+++ Extracted information +++

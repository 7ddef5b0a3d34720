//! The linked, validated in-memory model of a feed, and the normalization
//! and frequency expansion passes over it.

use crate::frequency;
use crate::normalize::normalize_trip;
use crate::objects::{
    Calendar, Exception, FrequencyRule, LocationType, RawRoute, Shape, ShapePoint, Stop, StopTime,
    Trip,
};
use crate::odometer::Odometer;
use crate::reader::RawFeed;
use crate::Error;
use log::{error, info};
use std::collections::HashMap;
use std::path::Path;

/// Tuning knobs of the ingestion and normalization passes
#[derive(Debug, Clone)]
pub struct NormalizeConfig {
    /// In lenient mode, validation and referential errors are logged and the
    /// offending record defaulted or skipped; in strict mode they are fatal
    pub lenient: bool,
    /// Penalty applied per meter of forward progress when snapping a stop
    /// onto a shape, to keep backtracking shapes from snapping too far ahead
    pub cone_coefficient: f64,
    /// Backtracking below this many meters is silently clamped; above it the
    /// clamp is logged
    pub backtrack_tolerance: f64,
}

impl Default for NormalizeConfig {
    fn default() -> Self {
        NormalizeConfig {
            lenient: false,
            cone_coefficient: 0.001,
            backtrack_tolerance: 10.0,
        }
    }
}

/// A whole feed, linked by id and validated.
///
/// Obtained from [TransitFeed::from_path] or [TransitFeed::from_raw]; the
/// normalization passes ([TransitFeed::normalize],
/// [TransitFeed::expand_frequencies]) then rewrite it in place.
#[derive(Default)]
pub struct TransitFeed {
    /// All stops and stations, by id
    pub stops: HashMap<String, Stop>,
    /// All routes, by id
    pub routes: HashMap<String, RawRoute>,
    /// All service calendars with materialized running dates, by service id
    pub calendars: HashMap<String, Calendar>,
    /// All shapes, by id
    pub shapes: HashMap<String, Shape>,
    /// All trips with their stop times, by id
    pub trips: HashMap<String, Trip>,
    /// The frequency rules still awaiting expansion
    pub frequencies: Vec<FrequencyRule>,
}
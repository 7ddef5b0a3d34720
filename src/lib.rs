/*! Reads [General Transit Feed Specification](https://gtfs.org/) (GTFS) feeds and normalizes them into a canonical form.

Feeds in the wild are messy: stop sequences have gaps, `shape_dist_traveled`
comes in arbitrary units or not at all, intermediate stop times are omitted,
and whole timetables are folded into frequency rules. This crate reads a feed
(a directory or zip of CSV files), links the objects by identifier, and
rewrites it so that downstream consumers see one canonical shape:

- shape and stop sequences are contiguous from 0;
- every `shape_dist_traveled` is a cumulative, non-decreasing distance in
  meters, resolved by snapping stops onto their trip's shape when the feed
  did not provide usable values (see [Odometer]);
- missing intermediate stop times are interpolated linearly in the distance
  domain and flagged as such;
- frequency rules are expanded into concrete trips (see
  [TransitFeed::expand_frequencies]).

To get started, see [TransitFeed].

A [SpatialClusterizer] is also provided to group nearby stops for analysis
purposes; it is independent of the normalization pipeline.

## Design decisions

### Two representations

The raw structs ([RawFeed] and the `Raw*` objects) hold the records as close
as possible to their CSV representation. [TransitFeed] links them by id; in
strict mode an object referencing a non existing id is an error, in lenient
mode it is logged and defaulted or skipped.

### Use of Enum

Many values are integers that are actually enumerations of certain values.
We always use Rust enums, like [LocationType], to represent them, and not
the integer value.

### Times

Times are seconds since midnight and may exceed 24:00:00 for trips running
past midnight, as the GTFS reference requires.
*/
#![warn(missing_docs)]

pub mod cluster;
mod enums;
pub mod error;
mod feed;
pub mod frequency;
pub mod geo;
mod normalize;
pub mod objects;
pub mod odometer;
pub mod piecewise;
mod reader;
mod serde_helpers;


pub use cluster::SpatialClusterizer;
pub use error::Error;
pub use feed::{NormalizeConfig, TransitFeed};
pub use frequency::expand_frequencies;
pub use normalize::normalize_trip;
pub use objects::*;
pub use odometer::Odometer;
pub use piecewise::PiecewiseLinearFunction;
pub use reader::{FeedReader, RawFeed};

+++

▶ _Exercise brief_
Show the lines of the records that contain the word "stops".

▶ _Task answer_
    /// All stops and stations, by id
    pub stops: HashMap<String, Stop>,
  meters, resolved by snapping stops onto their trip's shape when the feed
A [SpatialClusterizer] is also provided to group nearby stops for analysis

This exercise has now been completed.